Clearly something was happening in that public which buys and reads
books. Religion
had suddenly moved from its corner, back at the rear of the store, there
beside the
New Age materials and had been welcomed into the bibliographic
main-stream.
In time a secondary group of books began to appear. Their function was
to explain
the appearance of the first kinds of books. Sociologists and
anthropologists began
to explore this modern version of the great awakening. With titles like
"A Generation
of Seekers" and "One Nation Under God" and "With God on Our Side" books
began to appear
explaining and exploring the spiritual hunger which was driving
contemporary Americans.
Here, at the end of the twentieth century, on the verge of a new
millennium, Americans had discovered a spiritual emptiness which these
books were attempting explain,
perhaps even to fill.
As is true of almost everything in the last half of this century, this
resurgence
of interest in spiritual or religious matters is tied to the
demographics of the
so-called "baby boomers." That huge cohort of people born between 1946
and roughly
1961 has begun to enter the middle years of life. They have lived
through decades of enormous
and unprecedented change and upheaval. They have seen the fulfillment
of many of
their dreams and expectations, the frustration of other hopes and
ambitions and many
find themselves asking, "Is this it; is this all that there is to
life?" In this, they
may be no different from any other group of people making their way
through the world,
but there are so many of them that the concerns which come to focus in
their lives
tend to define issues for the entire culture.

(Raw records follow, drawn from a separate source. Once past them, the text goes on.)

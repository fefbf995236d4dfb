mod common;

use anyhow::Result;
use axum::http::{Method, StatusCode};
use serde_json::{json, Value};
use uuid::Uuid;

async fn create_platform(app: &axum::Router, name: &str, manufacturer: &str) -> Value {
    let (status, body) = common::api(
        app,
        Method::POST,
        "/api/platforms",
        Some(&json!({ "name": name, "manufacturer": manufacturer })),
    )
    .await;
    assert_eq!(status, StatusCode::CREATED);
    body
}

#[tokio::test]
async fn create_assigns_key_and_equal_timestamps() -> Result<()> {
    let app = common::test_app();

    let created = create_platform(&app, "PlayStation", "Sony").await;

    assert_eq!(created["name"], "PlayStation");
    assert_eq!(created["manufacturer"], "Sony");
    Uuid::parse_str(created["id"].as_str().unwrap())?;
    assert_eq!(created["createdAt"], created["updatedAt"]);
    Ok(())
}

#[tokio::test]
async fn create_then_fetch_round_trips() -> Result<()> {
    let app = common::test_app();

    let created = create_platform(&app, "PlayStation", "Sony").await;
    let id = created["id"].as_str().unwrap();

    let (status, fetched) =
        common::api(&app, Method::GET, &format!("/api/platforms/{}", id), None).await;
    assert_eq!(status, StatusCode::OK);
    assert_eq!(fetched, created);
    Ok(())
}

#[tokio::test]
async fn malformed_id_and_unknown_id_are_distinct() -> Result<()> {
    let app = common::test_app();

    let (status, body) =
        common::api(&app, Method::GET, "/api/platforms/not-a-valid-id", None).await;
    assert_eq!(status, StatusCode::BAD_REQUEST);
    assert_eq!(body["message"], "Invalid platform ID");

    let unassigned = Uuid::new_v4();
    let (status, body) =
        common::api(&app, Method::GET, &format!("/api/platforms/{}", unassigned), None).await;
    assert_eq!(status, StatusCode::NOT_FOUND);
    assert_eq!(body["message"], "Platform not found");
    Ok(())
}

#[tokio::test]
async fn empty_update_is_rejected_before_storage() -> Result<()> {
    let app = common::test_app();

    let created = create_platform(&app, "PlayStation", "Sony").await;
    let id = created["id"].as_str().unwrap();

    let (status, body) = common::api(
        &app,
        Method::PUT,
        &format!("/api/platforms/{}", id),
        Some(&json!({})),
    )
    .await;

    assert_eq!(status, StatusCode::BAD_REQUEST);
    assert_eq!(
        body["message"],
        "At least one field (name or manufacturer) must be provided for update"
    );

    // Entity is untouched
    let (_, fetched) =
        common::api(&app, Method::GET, &format!("/api/platforms/{}", id), None).await;
    assert_eq!(fetched, created);
    Ok(())
}

#[tokio::test]
async fn partial_update_returns_post_update_snapshot() -> Result<()> {
    let app = common::test_app();

    let created = create_platform(&app, "PlayStation", "Sony").await;
    let id = created["id"].as_str().unwrap();

    let (status, updated) = common::api(
        &app,
        Method::PUT,
        &format!("/api/platforms/{}", id),
        Some(&json!({ "manufacturer": "Sony Interactive Entertainment" })),
    )
    .await;

    assert_eq!(status, StatusCode::OK);
    assert_eq!(updated["manufacturer"], "Sony Interactive Entertainment");
    assert_eq!(updated["name"], "PlayStation");
    assert_eq!(updated["createdAt"], created["createdAt"]);
    assert_ne!(updated["updatedAt"], created["updatedAt"]);
    Ok(())
}

#[tokio::test]
async fn delete_returns_entity_then_not_found() -> Result<()> {
    let app = common::test_app();

    let created = create_platform(&app, "Dreamcast", "Sega").await;
    let id = created["id"].as_str().unwrap();

    let (status, deleted) =
        common::api(&app, Method::DELETE, &format!("/api/platforms/{}", id), None).await;
    assert_eq!(status, StatusCode::OK);
    assert_eq!(deleted, created);

    let (status, _) =
        common::api(&app, Method::DELETE, &format!("/api/platforms/{}", id), None).await;
    assert_eq!(status, StatusCode::NOT_FOUND);
    Ok(())
}

#[tokio::test]
async fn validation_failures_report_every_field() -> Result<()> {
    let app = common::test_app();

    let (status, body) = common::api(
        &app,
        Method::POST,
        "/api/platforms",
        Some(&json!({ "name": "x" })),
    )
    .await;

    assert_eq!(status, StatusCode::BAD_REQUEST);
    assert_eq!(body["message"], "Validation failed");

    let errors = body["errors"].as_array().unwrap();
    assert!(errors.iter().any(|e| e["field"] == "name"
        && e["message"] == "Must be at least 2 characters long"));
    assert!(errors
        .iter()
        .any(|e| e["field"] == "manufacturer" && e["message"] == "This field is required"));
    Ok(())
}

#[tokio::test]
async fn malformed_json_body_is_a_generic_400() -> Result<()> {
    let app = common::test_app();

    let request = common::build_request(
        Method::POST,
        "/api/platforms",
        None,
        &[("X-API-Key", common::API_KEY), ("Content-Type", "application/json")],
    );
    let request = request.map(|_| axum::body::Body::from("{not json"));
    let (status, body, _) = common::send(&app, request).await;

    assert_eq!(status, StatusCode::BAD_REQUEST);
    assert_eq!(body["message"], "Invalid request body");
    Ok(())
}

#[tokio::test]
async fn name_search_is_case_insensitive_substring() -> Result<()> {
    let app = common::test_app();

    create_platform(&app, "Nintendo", "Nintendo").await;
    create_platform(&app, "Sega", "Sega").await;

    for needle in ["nintendo", "TEND"] {
        let (status, body) = common::api(
            &app,
            Method::GET,
            &format!("/api/platforms?name={}", needle),
            None,
        )
        .await;
        assert_eq!(status, StatusCode::OK);
        let found = body.as_array().unwrap();
        assert_eq!(found.len(), 1, "needle {:?}", needle);
        assert_eq!(found[0]["name"], "Nintendo");
    }

    // An empty filter returns the full collection
    let (_, body) = common::api(&app, Method::GET, "/api/platforms?name=", None).await;
    assert_eq!(body.as_array().unwrap().len(), 2);
    Ok(())
}

#[tokio::test]
async fn games_carry_reference_lists_and_score_bounds() -> Result<()> {
    let app = common::test_app();

    let platform = create_platform(&app, "PlayStation", "Sony").await;
    let platform_id = platform["id"].as_str().unwrap();

    let game = json!({
        "title": "Shadow of the Colossus",
        "description": "Climb very large colossi.",
        "releaseDate": "2005-10-18T00:00:00Z",
        "platforms": [platform_id],
        "genres": [Uuid::new_v4()],
        "developers": [Uuid::new_v4()],
        "publishers": [Uuid::new_v4()],
        "coverImage": "https://example.com/sotc.jpg",
        "metacriticScore": 91.0,
    });

    let (status, created) = common::api(&app, Method::POST, "/api/games", Some(&game)).await;
    assert_eq!(status, StatusCode::CREATED);
    assert_eq!(created["platforms"][0], platform_id);
    assert_eq!(created["metacriticScore"], 91.0);
    assert!(created.get("usersScore").is_none());

    // Score above the bound fails with the numeric message
    let mut out_of_range = game.clone();
    out_of_range["metacriticScore"] = json!(101);
    let (status, body) = common::api(&app, Method::POST, "/api/games", Some(&out_of_range)).await;
    assert_eq!(status, StatusCode::BAD_REQUEST);
    let errors = body["errors"].as_array().unwrap();
    assert!(errors
        .iter()
        .any(|e| e["field"] == "metacriticScore" && e["message"] == "Must not exceed 100"));

    // Empty reference list fails the element-count bound
    let mut no_platforms = game.clone();
    no_platforms["platforms"] = json!([]);
    let (status, body) = common::api(&app, Method::POST, "/api/games", Some(&no_platforms)).await;
    assert_eq!(status, StatusCode::BAD_REQUEST);
    let errors = body["errors"].as_array().unwrap();
    assert!(errors
        .iter()
        .any(|e| e["field"] == "platforms" && e["message"] == "Must be at least 1"));
    Ok(())
}

#[tokio::test]
async fn games_search_matches_title() -> Result<()> {
    let app = common::test_app();

    let game = |title: &str| {
        json!({
            "title": title,
            "description": "d",
            "releaseDate": "2017-03-03T00:00:00Z",
            "platforms": [Uuid::new_v4()],
            "genres": [Uuid::new_v4()],
            "developers": [Uuid::new_v4()],
            "publishers": [Uuid::new_v4()],
            "coverImage": "cover.jpg",
        })
    };

    common::api(&app, Method::POST, "/api/games", Some(&game("Breath of the Wild"))).await;
    common::api(&app, Method::POST, "/api/games", Some(&game("Doom"))).await;

    let (status, body) =
        common::api(&app, Method::GET, "/api/games?title=wild", None).await;
    assert_eq!(status, StatusCode::OK);
    let found = body.as_array().unwrap();
    assert_eq!(found.len(), 1);
    assert_eq!(found[0]["title"], "Breath of the Wild");
    Ok(())
}

#[tokio::test]
async fn every_catalog_resource_serves_the_same_surface() -> Result<()> {
    let app = common::test_app();

    for (collection, body) in [
        ("genres", json!({ "name": "Platformer" })),
        ("developers", json!({ "name": "Team Ico" })),
        ("publishers", json!({ "name": "Annapurna Interactive" })),
    ] {
        let uri = format!("/api/{}", collection);
        let (status, created) = common::api(&app, Method::POST, &uri, Some(&body)).await;
        assert_eq!(status, StatusCode::CREATED, "create {}", collection);

        let id = created["id"].as_str().unwrap();
        let (status, updated) = common::api(
            &app,
            Method::PUT,
            &format!("{}/{}", uri, id),
            Some(&json!({ "name": "Renamed" })),
        )
        .await;
        assert_eq!(status, StatusCode::OK, "update {}", collection);
        assert_eq!(updated["name"], "Renamed");

        let (status, _) =
            common::api(&app, Method::DELETE, &format!("{}/{}", uri, id), None).await;
        assert_eq!(status, StatusCode::OK, "delete {}", collection);
    }
    Ok(())
}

Needless to say, I am too chronologically challenged to be counted among
the Boomers,
but their struggle to discover a deeper dimension in life fascinates
and intrigues
me. They have discovered over time, what many of us have
discovered--that the promise of the consumer society is essentially
false, that no matter what we acquire, what
possessions we amass, what positions we attain, there remains a yearning
at the core
of our beings which nothing in the material world seems able to
satisfy. After we
have acquired our ideal home--or something close to it--and filled it
with all the bright,
glittering things that a consumer culture has to offer; after we have
struggled for
security and recognition; after we have been able to guarantee our
families the riches the society defines as necessary to the good life;
after we have realized all the
promises and accepted all the disappointments, there comes that moment
when many
of us discover that we have indentured ourselves to the things we own,
the promises
we have given, the compromises we have made. Our freedom and sometimes
even our integrity
have been sacrificed, and we discover an emptiness at the core of our
beings. We
find ourselves wondering if this is all there is to life. Is there
meaning beyond
acquiring and serving what we have acquired. And then begins the effort
to feed the empty
soul--the effort which is witnessed to by that literary trend so evident
in the book
stores these days.
What I find most interesting about the current rediscovery of the
sacred, the contemporary
search for a spiritual quality to life, is the frequent assumption that
meaning is
a commodity which can be purchased if only the right source of supply
can be found. All the evidence suggests that people who have had little
connection with organized
religion in their lives are beginning to seek out churches of all kinds
in response
to the emptiness which they feel. But they bring to the church the
attitudes of
consumers. They want to know what product the church offers, what the
quality of that
product is and how much it will cost. Spirituality is often treated not
as something
that grows organically out of life but as a prepackaged item--rather
like a breakfast
cereal. All the various brands are composed of the same essential
ingredients and
which one you buy is largely a matter of taste--some are sweeter than
others; some
have more sodium; some are fat-free--but in essence the only difference
between them
is a matter of individual taste and, perhaps, cost.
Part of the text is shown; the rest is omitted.